Ireland votes on EU fiscal pact
The Republic of Ireland has voted on whether to ratify the EU's Fiscal Pact, which sets strict limits for countries' budget deficits.
Rejecting it would bar Ireland from emergency EU funding when its current bailout package expires in 2013.
Ireland is the only EU state putting it to a national vote but only 12 of the 17 eurozone members need to ratify it, so a "No" would not block the treaty.
The turnout was low and results are not expected until late on Friday.
As polling stations closed, PA reported that in Dublin 38% of the electorate voted while in the north-west counties just 20% took part.
The BBC's Mark Simpson, in Dublin, says the "Yes" camp feared people, angry with continuing austerity measures, would vote against the treaty to punish the government.
One man who voted "no" was Gerard Cunningham - he told the Associated Press: "Banks in Germany and Britain and elsewhere were just as responsible for the mess we're in. We're sick to the back teeth of being told it's all our own fault."

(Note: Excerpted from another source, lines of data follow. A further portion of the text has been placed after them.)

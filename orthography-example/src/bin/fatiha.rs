//! Prints the addressed tokens of the opening chapter.
//!
//! ```text
//! fatiha                         # every token of the chapter
//! fatiha --location 1:7          # the tokens of one verse
//! fatiha --location 1:7:9 --scheme simple
//! ```

use anyhow::Result;
use arabic_encoding::{Decode, Encode, EncodingScheme};
use arabic_text::ArabicText;
use clap::Parser;
use orthography::{Chapter, Document, Location, Token, Verse};
use std::io::{self, Write};
use tracing::debug;
use tracing_subscriber::EnvFilter;

const NAME: &str = "{lofaAtiHap";

const VERSES: [&str; 7] = [
    "bisomi {ll~ahi {lr~aHoma`ni {lr~aHiymi",
    "{loHamodu lil~ahi rab~i {loEa`lamiyna",
    "{lr~aHoma`ni {lr~aHiymi",
    "ma`liki yawomi {ld~iyni",
    "<iy~aAka naEobudu wa<iy~aAka nasotaEiynu",
    "{hodinaA {lS~ira`Ta {lomusotaqiyma",
    "Sira`Ta {l~a*iyna >anoEamota Ealayohimo gayori {lomagoDuwbi Ealayohimo walaA {lD~aA^l~iyna",
];

#[derive(Parser)]
#[command(name = "fatiha", about = "Print the tokens of the opening chapter")]
struct Args {
    /// Encoding of the printed tokens: unicode, buckwalter or simple.
    #[arg(long, default_value = "buckwalter")]
    scheme: EncodingScheme,

    /// Chapter, verse or token to print, as `c`, `c:v` or `c:v:t`.
    #[arg(long)]
    location: Option<Location>,
}

fn load() -> Result<Document> {
    let verses = VERSES
        .iter()
        .enumerate()
        .map(|(index, text)| Verse::new(1, index + 1, ArabicText::from_buckwalter(text)))
        .collect::<orthography::Result<Vec<_>>>()?;
    let chapter = Chapter::new(1, ArabicText::from_buckwalter(NAME), None, verses)?;
    Ok(Document::new(vec![chapter])?)
}

fn print_token(out: &mut impl Write, token: &Token, scheme: EncodingScheme) -> io::Result<()> {
    writeln!(out, "{}\t{}", token.location(), token.to_encoding(scheme))
}

fn main() -> Result<()> {
    tracing_subscriber::fmt()
        .with_env_filter(
            EnvFilter::try_from_default_env().unwrap_or_else(|_| EnvFilter::new("warn")),
        )
        .with_writer(io::stderr)
        .init();

    let args = Args::parse();
    let document = load()?;
    debug!(tokens = document.token_count(), "loaded");

    let scheme = args.scheme;
    let mut out = io::stdout().lock();
    match args.location {
        None => {
            for token in document.tokens() {
                print_token(&mut out, &token, scheme)?;
            }
        }
        Some(location) if location.token_number() > 0 => {
            print_token(&mut out, &document.token_at(&location)?, scheme)?;
        }
        Some(location) if location.verse_number() > 0 => {
            for token in document.verse_at(&location)? {
                print_token(&mut out, &token, scheme)?;
            }
        }
        Some(location) => {
            let chapter = document.chapter_at(&location)?;
            writeln!(out, "{chapter}: {}", chapter.name().to_encoding(scheme))?;
            for token in chapter.verses().flat_map(Verse::tokens) {
                print_token(&mut out, &token, scheme)?;
            }
        }
    }
    Ok(())
}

Another voter, Bridget Connolly voted "yes" on the grounds that "the treaty will solve nothing, but... we're going to need European money next year, plain and simple. We can't afford to be thumbing our noses at Europe right now".
'No to austerity'
End Quote Enda Kenny Irish Prime Minister
I ask you to make a further contribution by coming out to vote 'yes' on Thursday”

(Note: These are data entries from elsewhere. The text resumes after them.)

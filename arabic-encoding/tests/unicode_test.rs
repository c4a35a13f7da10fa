use arabic_encoding::{Decode, Encode, EncodingOptions, EncodingScheme};
use arabic_text::{ArabicText, ArabicTextBuilder, CharacterType as C, DiacriticType as D};

fn build(characters: &[(C, &[D])]) -> ArabicText {
    let mut builder = ArabicTextBuilder::new();
    for (ty, diacritics) in characters {
        builder.append_character(*ty, diacritics);
    }
    builder.finish()
}

fn characters(text: &ArabicText) -> Vec<String> {
    text.iter().map(|c| c.to_simple_encoding()).collect()
}

#[test]
fn test_encode_alif_with_hamza_above() {
    let text = build(&[
        (C::Alif, &[D::Fatha, D::HamzaAbove]),
        (C::Noon, &[D::Sukun]),
        (C::Ain, &[D::Fatha]),
        (C::Meem, &[D::Sukun]),
        (C::Ta, &[D::Fatha]),
    ]);
    assert_eq!(
        text.to_unicode(),
        "\u{0623}\u{064e}\u{0646}\u{0652}\u{0639}\u{064e}\u{0645}\u{0652}\u{062a}\u{064e}"
    );
}

#[test]
fn test_encode_waw_with_hamza_above() {
    let text = build(&[
        (C::Ya, &[D::Damma]),
        (C::Waw, &[D::Sukun, D::HamzaAbove]),
        (C::Meem, &[D::Kasra]),
        (C::Noon, &[D::Damma]),
        (C::Waw, &[]),
        (C::Noon, &[D::Fatha]),
    ]);
    assert_eq!(
        text.to_unicode(),
        "\u{064a}\u{064f}\u{0624}\u{0652}\u{0645}\u{0650}\u{0646}\u{064f}\u{0648}\u{0646}\u{064e}"
    );
}

#[test]
fn test_encode_alif_with_hamza_below() {
    let text = build(&[
        (C::Alif, &[D::Kasra, D::HamzaBelow]),
        (C::Ya, &[D::Fatha, D::Shadda]),
        (C::Alif, &[]),
        (C::Kaf, &[D::Fatha]),
    ]);
    assert_eq!(
        text.to_unicode(),
        "\u{0625}\u{0650}\u{064a}\u{0651}\u{064e}\u{0627}\u{0643}\u{064e}"
    );
}

#[test]
fn test_encode_ya_with_hamza_above() {
    let text = build(&[
        (C::Alif, &[D::Damma, D::HamzaAbove]),
        (C::Waw, &[]),
        (C::SmallHighRoundedZero, &[]),
        (C::Lam, &[D::Fatha]),
        (C::Alif, &[D::Maddah, D::AlifKhanjareeya]),
        (C::Ya, &[D::Kasra, D::HamzaAbove]),
        (C::Kaf, &[D::Fatha]),
    ]);
    assert_eq!(
        text.to_unicode(),
        "\u{0623}\u{064f}\u{0648}\u{06df}\u{0644}\u{064e}\u{0670}\u{0653}\u{0626}\u{0650}\u{0643}\u{064e}"
    );
}

#[test]
fn test_encode_alif_khanjareeya() {
    let text = build(&[
        (C::Alif, &[D::HamzatWasl]),
        (C::Lam, &[]),
        (C::Ra, &[D::Fatha, D::Shadda]),
        (C::HHa, &[D::Sukun]),
        (C::Meem, &[D::Fatha]),
        (C::Alif, &[D::AlifKhanjareeya]),
        (C::Noon, &[D::Kasra]),
    ]);
    assert_eq!(
        text.to_unicode(),
        "\u{0671}\u{0644}\u{0631}\u{0651}\u{064e}\u{062d}\u{0652}\u{0645}\u{064e}\u{0670}\u{0646}\u{0650}"
    );
}

#[test]
fn test_encode_alif_with_hamzat_wasl() {
    let text = build(&[
        (C::Alif, &[D::HamzatWasl]),
        (C::Lam, &[]),
        (C::Lam, &[D::Fatha, D::Shadda]),
        (C::Ha, &[D::Kasra]),
    ]);
    assert_eq!(
        text.to_unicode(),
        "\u{0671}\u{0644}\u{0644}\u{0651}\u{064e}\u{0647}\u{0650}"
    );
}

#[test]
fn test_encode_hamza_above_on_tatweel() {
    let text = build(&[
        (C::Alif, &[D::Fatha, D::HamzaAbove]),
        (C::Noon, &[]),
        (C::SmallHighMeemIsolatedForm, &[]),
        (C::Ba, &[D::Kasra]),
        (C::Tatweel, &[D::Damma, D::HamzaAbove]),
        (C::Waw, &[]),
        (C::Noon, &[D::Kasra]),
        (C::AlifMaksura, &[]),
    ]);
    assert_eq!(
        text.to_unicode(),
        "\u{0623}\u{064e}\u{0646}\u{06e2}\u{0628}\u{0650}\u{0640}\u{0654}\u{064f}\u{0648}\u{0646}\u{0650}\u{0649}"
    );
}

#[test]
fn test_encode_tanween() {
    let text = build(&[(C::Ha, &[D::Damma]), (C::Dal, &[D::Fathatan]), (C::AlifMaksura, &[])]);
    assert_eq!(text.to_unicode(), "\u{0647}\u{064f}\u{062f}\u{064b}\u{0649}");

    let text = build(&[
        (C::Seen, &[D::Fatha]),
        (C::Waw, &[D::Fatha]),
        (C::Alif, &[D::Maddah]),
        (C::Hamza, &[D::Dammatan]),
    ]);
    assert_eq!(
        text.to_unicode(),
        "\u{0633}\u{064e}\u{0648}\u{064e}\u{0627}\u{0653}\u{0621}\u{064c}"
    );

    let text = build(&[
        (C::DTha, &[D::Damma]),
        (C::Lam, &[D::Damma]),
        (C::Meem, &[D::Fatha]),
        (C::Alif, &[D::AlifKhanjareeya]),
        (C::Ta, &[D::Kasratan]),
    ]);
    assert_eq!(
        text.to_unicode(),
        "\u{0638}\u{064f}\u{0644}\u{064f}\u{0645}\u{064e}\u{0670}\u{062a}\u{064d}"
    );
}

#[test]
fn test_combine_alif_with_maddah() {
    let text = build(&[
        (C::Seen, &[D::Fatha]),
        (C::Waw, &[D::Fatha]),
        (C::Alif, &[D::Maddah]),
        (C::Hamza, &[D::Dammatan]),
    ]);
    let options = EncodingOptions::new().with_alif_maddah_combined(true);
    let unicode = text.to_encoding_with(EncodingScheme::Unicode, options);
    assert_eq!(unicode, "\u{0633}\u{064e}\u{0648}\u{064e}\u{0622}\u{0621}\u{064c}");
    assert_eq!(ArabicText::from_unicode(&unicode), text);
}

#[test]
fn test_decode_composed_code_points() {
    let text = ArabicText::from_unicode(
        "\u{0623}\u{064F}\u{0648}\u{06DF}\u{0644}\u{064E}\u{0670}\u{0653}\u{0626}\u{0650}\u{0643}\u{064E}",
    );
    assert_eq!(
        characters(&text),
        vec![
            "Alif + Damma + HamzaAbove",
            "Waw",
            "SmallHighRoundedZero",
            "Lam + Fatha",
            "Alif + Maddah + AlifKhanjareeya",
            "Ya + Kasra + HamzaAbove",
            "Kaf + Fatha",
        ]
    );

    let text = ArabicText::from_unicode("\u{0625}\u{0650}\u{064A}\u{0651}\u{064E}\u{0627}\u{0643}\u{064E}");
    assert_eq!(
        characters(&text),
        vec!["Alif + Kasra + HamzaBelow", "Ya + Fatha + Shadda", "Alif", "Kaf + Fatha"]
    );
}

#[test]
fn test_decode_matches_buckwalter() {
    let pairs = [
        ("\u{0623}\u{064E}\u{0646}\u{0652}\u{0639}\u{064E}\u{0645}\u{0652}\u{062A}\u{064E}", ">anoEamota"),
        ("\u{064A}\u{064F}\u{0624}\u{0652}\u{0645}\u{0650}\u{0646}\u{064F}\u{0648}\u{0646}\u{064E}", "yu&ominuwna"),
        ("\u{0671}\u{0644}\u{0631}\u{0651}\u{064E}\u{062D}\u{0652}\u{0645}\u{064E}\u{0670}\u{0646}\u{0650}", "{lr~aHoma`ni"),
        ("\u{0671}\u{0644}\u{0644}\u{0651}\u{064E}\u{0647}\u{0650}", "{ll~ahi"),
        ("\u{0623}\u{064E}\u{0646}\u{06E2}\u{0628}\u{0650}\u{0640}\u{0654}\u{064F}\u{0648}\u{0646}\u{0650}\u{0649}", ">an[bi_#uwniY"),
        ("\u{0647}\u{064F}\u{062F}\u{064B}\u{0649}", "hudFY"),
        ("\u{0633}\u{064E}\u{0648}\u{064E}\u{0627}\u{0653}\u{0621}\u{064C}", "sawaA^'N"),
        ("\u{0638}\u{064F}\u{0644}\u{064F}\u{0645}\u{064E}\u{0670}\u{062A}\u{064D}", "Zuluma`tK"),
    ];
    for (unicode, buckwalter) in pairs {
        let text = ArabicText::from_unicode(unicode);
        assert_eq!(text, ArabicText::from_buckwalter(buckwalter));
        assert_eq!(text.to_buckwalter(), buckwalter);
    }
}

#[test]
fn test_unknown_code_point_is_whitespace() {
    let text = ArabicText::from_unicode("\u{0628}x\u{0628}");
    assert_eq!(text.len(), 3);
    assert!(text.is_whitespace(1));
    assert_eq!(text.to_unicode(), "\u{0628} \u{0628}");
}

The pact, signed by all EU members except the Czech Republic and the UK, allows EU member states to co-ordinate their budget policies and impose penalties on rule-breakers.
It commits all ratifying members to achieve budget deficits of less than 0.5% of economic output.
Last year, Ireland's deficit reached 13.1%.
The country's 3.1m voters have twice rejected European Union treaties - in referendums in 2001 and 2008 - though both votes were overturned in subsequent polls.
Those against the treaty argue that austerity is not working and suggest that the country should instead default on debts at five nationalised banks.
In a nationwide television address before campaigning ended, the Irish Prime Minister, Enda Kenny, urged people to vote in favour of the treaty.
"I ask you to make a further contribution by coming out to vote 'Yes' on Thursday," the taoiseach said.
"Yes to stability. Yes to investment. Yes to recovery. Yes to a working Ireland."
Sinn Fein President Gerry Adams, who is campaigning against the treaty, told voters not to be fooled.
"Be wise. Join with the millions across Europe who are demanding an end to austerity. On Thursday, vote 'No'."
The party's stance on the treaty has seen its support surge in recent weeks, making it the second most popular party in the Republic of Ireland for the first time.